1) On était en Afrique avec Dadju, c’était la première fois qu’on ouvrait la billetterie de nos concerts. On avait un stress incroyable car on n’avait jamais vendu de places de concerts avant. On a ouvert la billetterie à 10h et, à 10h10, la moitié des salles étaient complètes ! La Cigale, on l’avait remplie en 6 minutes, j’étais sous le choc ! On n’y croyait pas, Dadju et moi. C’était un truc de fou ! 2) Lorsque j’ai signé Franglish chez NCA (Universal). Pour moi, cela représentait beaucoup, c’était énorme de lui faire signer un deal en maison de disque. 3) Le disque d’Or de Franglish, qu’on a décroché avec son EP « Mood », issu de l’album « Monsieur ». J’ai eu des certifications avec Dadju, des Platines, des doubles Platines, des Diamants… Ça m’a beaucoup touché, mais ce disque d’Or plus que les autres, parce que c’était son premier et que c’est mon petit frère.
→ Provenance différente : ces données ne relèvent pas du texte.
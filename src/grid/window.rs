use super::Grid;
use crate::{AntCell, Binary, Cell, Heading, Pos2};

/// How a cell is drawn in a text viewport
pub trait Glyph {
    fn glyph(self) -> char;
}
impl Glyph for Binary {
    fn glyph(self) -> char {
        if self.is_live() { '█' } else { ' ' }
    }
}
impl Glyph for AntCell {
    fn glyph(self) -> char {
        match self.heading {
            Some(Heading::North) => '^',
            Some(Heading::East) => '>',
            Some(Heading::South) => 'v',
            Some(Heading::West) => '<',
            None if self.color => '█',
            None => ' ',
        }
    }
}

/// A rectangular viewport `[top_left, bottom_right)` onto a grid
pub struct GridWindow<'a, C> {
    tl: Pos2,
    br: Pos2,
    grid: &'a Grid<C>,
}
impl<'a, C: Cell> GridWindow<'a, C> {
    pub fn new(grid: &'a Grid<C>, top_left: Pos2, bottom_right: Pos2) -> Self {
        Self {
            tl: top_left,
            br: bottom_right,
            grid,
        }
    }

    /// Every on-grid cell inside the viewport, row-major
    #[inline]
    pub fn iter(&self) -> impl Iterator<Item = (Pos2, C)> + 'a {
        let grid = self.grid;
        let rx = self.tl.x.max(0)..self.br.x.min(grid.width() as i32);
        let ry = self.tl.y.max(0)..self.br.y.min(grid.height() as i32);
        ry.flat_map(move |y| rx.clone().map(move |x| Pos2 { x, y }))
            .map(move |pos| {
                let index = pos.y as usize * grid.width() + pos.x as usize;
                (pos, grid.cells()[index])
            })
    }
}

impl<C: Cell + Glyph> std::fmt::Display for GridWindow<'_, C> {
    fn fmt(&self, f: &mut std::fmt::Formatter<'_>) -> std::fmt::Result {
        let mut last_row = None;
        for (pos, cell) in self.iter() {
            if last_row.is_some_and(|row| row != pos.y) {
                writeln!(f)?;
            }
            last_row = Some(pos.y);
            write!(f, "{}", cell.glyph())?;
        }
        Ok(())
    }
}

#[cfg(test)]
mod tests {
    use super::*;

    #[test]
    fn window_is_clipped_to_the_grid() {
        let grid = Grid::<Binary>::create(3, None, Some(&[1, 0, 0, 0, 1, 0][..])).unwrap();
        let window = grid.window(Pos2 { x: -2, y: -2 }, Pos2 { x: 2, y: 9 });

        let cells: Vec<_> = window.iter().collect();
        assert_eq!(cells.len(), 4);
        assert_eq!(cells[0], (Pos2 { x: 0, y: 0 }, Binary::Alive));
        assert_eq!(cells[3], (Pos2 { x: 1, y: 1 }, Binary::Alive));
    }

    #[test]
    fn display_draws_rows() {
        let grid = Grid::<Binary>::create(2, None, Some(&[1, 0, 0, 1][..])).unwrap();
        let window = grid.window(Pos2::zero(), Pos2 { x: 2, y: 2 });

        assert_eq!(window.to_string(), "█ \n █");
    }

    #[test]
    fn ant_is_drawn_by_heading() {
        let mut grid = Grid::<AntCell>::new(2, 1).unwrap();
        grid.toggle(0).unwrap();
        grid.move_ant(1, Heading::West).unwrap();

        assert_eq!(grid.window(Pos2::zero(), Pos2 { x: 2, y: 1 }).to_string(), "█<");
    }
}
Que le représente le Congo ?
Ça représente tout pour moi. J’ai grandi dans cette culture, je parle lingala, je suis très impliqué dans ce qui se passe au Congo. On a une association, avec Dadju et Nasser, qui s’appelle Give Back Charity et qui vient en aide aux femmes au Congo. C’est une façon de vivre, de voir les choses, de parler, de s’habiller. C’est aussi une façon d’appréhender et d’écouter la musique.
Si je vous dis le mot « Roots », vous me répondez ?
Ma mère. Elle m’a inculqué tellement de valeurs dont je me sers, aujourd’hui encore, dans mon travail. Donc quand je pense Roots, je pense à ma Queen Mother.